Task statement: Repeat, without any change, the entries presented below.

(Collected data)

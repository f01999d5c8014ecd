//! Narration and console output pane

use crate::ui::theme::DEFAULT_THEME;
use ratatui::{
    layout::Rect,
    style::{Modifier, Style},
    text::{Line, Span},
    widgets::{Block, Borders, List, ListItem, Padding},
    Frame,
};

/// Render the narration line for the current event followed by the routine's
/// captured `console.log` output.
pub fn render_console_pane(
    frame: &mut Frame,
    area: Rect,
    narration: Option<&str>,
    output: &[String],
    is_focused: bool,
    scroll_offset: &mut usize,
) {
    let border_style = if is_focused {
        Style::default()
            .fg(DEFAULT_THEME.border_focused)
            .add_modifier(Modifier::BOLD)
    } else {
        Style::default().fg(DEFAULT_THEME.border_normal)
    };

    let block = Block::default()
        .title(" Console ")
        .borders(Borders::ALL)
        .border_style(border_style)
        .padding(Padding::new(1, 0, 0, 0));

    let mut items = vec![ListItem::new(Line::from(match narration {
        Some(text) => Span::styled(
            text.to_string(),
            Style::default()
                .fg(DEFAULT_THEME.node_active)
                .add_modifier(Modifier::BOLD),
        ),
        None => Span::styled(
            "Press → to start".to_string(),
            Style::default().fg(DEFAULT_THEME.comment),
        ),
    }))];

    if output.is_empty() {
        items.push(
            ListItem::new("(no output)").style(Style::default().fg(DEFAULT_THEME.comment)),
        );
    } else {
        items.extend(
            output
                .iter()
                .map(|line| ListItem::new(line.as_str()).style(Style::default().fg(DEFAULT_THEME.fg))),
        );
    }

    // Narration stays pinned; only the output scrolls
    let visible_height = area.height.saturating_sub(2).max(1) as usize;
    let scrollable = items.len().saturating_sub(1);
    let room = visible_height.saturating_sub(1);
    *scroll_offset = (*scroll_offset).min(scrollable.saturating_sub(room));

    let mut items = items.into_iter();
    let visible: Vec<ListItem> = items
        .next()
        .into_iter()
        .chain(items.skip(*scroll_offset).take(room))
        .collect();

    frame.render_widget(List::new(visible).block(block), area);
}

Reply to the exercise:
repository f01999d5c8014ecd
//! Narration and console output pane

use crate::ui::theme::DEFAULT_THEME;
use ratatui::{
    layout::Rect,
    style::{Modifier, Style},
    text::{Line, Span},
    widgets::{Block, Borders, List, ListItem, Padding},
    Frame,
};

/// Render the narration line for the current event followed by the routine's
/// captured `console.log` output.
pub fn render_console_pane(
    frame: &mut Frame,
    area: Rect,
    narration: Option<&str>,
    output: &[String],
    is_focused: bool,
    scroll_offset: &mut usize,
) {
    let border_style = if is_focused {
        Style::default()
            .fg(DEFAULT_THEME.border_focused)
            .add_modifier(Modifier::BOLD)
    } else {
        Style::default().fg(DEFAULT_THEME.border_normal)
    };

    let block = Block::default()
        .title(" Console ")
        .borders(Borders::ALL)
        .border_style(border_style)
        .padding(Padding::new(1, 0, 0, 0));

    let mut items = vec![ListItem::new(Line::from(match narration {
        Some(text) => Span::styled(
            text.to_string(),
            Style::default()
                .fg(DEFAULT_THEME.node_active)
                .add_modifier(Modifier::BOLD),
        ),
        None => Span::styled(
            "Press → to start".to_string(),
            Style::default().fg(DEFAULT_THEME.comment),
        ),
    }))];

    if output.is_empty() {
        items.push(
            ListItem::new("(no output)").style(Style::default().fg(DEFAULT_THEME.comment)),
        );
    } else {
        items.extend(
            output
                .iter()
                .map(|line| ListItem::new(line.as_str()).style(Style::default().fg(DEFAULT_THEME.fg))),
        );
    }

    // Narration stays pinned; only the output scrolls
    let visible_height = area.height.saturating_sub(2).max(1) as usize;
    let scrollable = items.len().saturating_sub(1);
    let room = visible_height.saturating_sub(1);
    *scroll_offset = (*scroll_offset).min(scrollable.saturating_sub(room));

    let mut items = items.into_iter();
    let visible: Vec<ListItem> = items
        .next()
        .into_iter()
        .chain(items.skip(*scroll_offset).take(room))
        .collect();

    frame.render_widget(List::new(visible).block(block), area);
}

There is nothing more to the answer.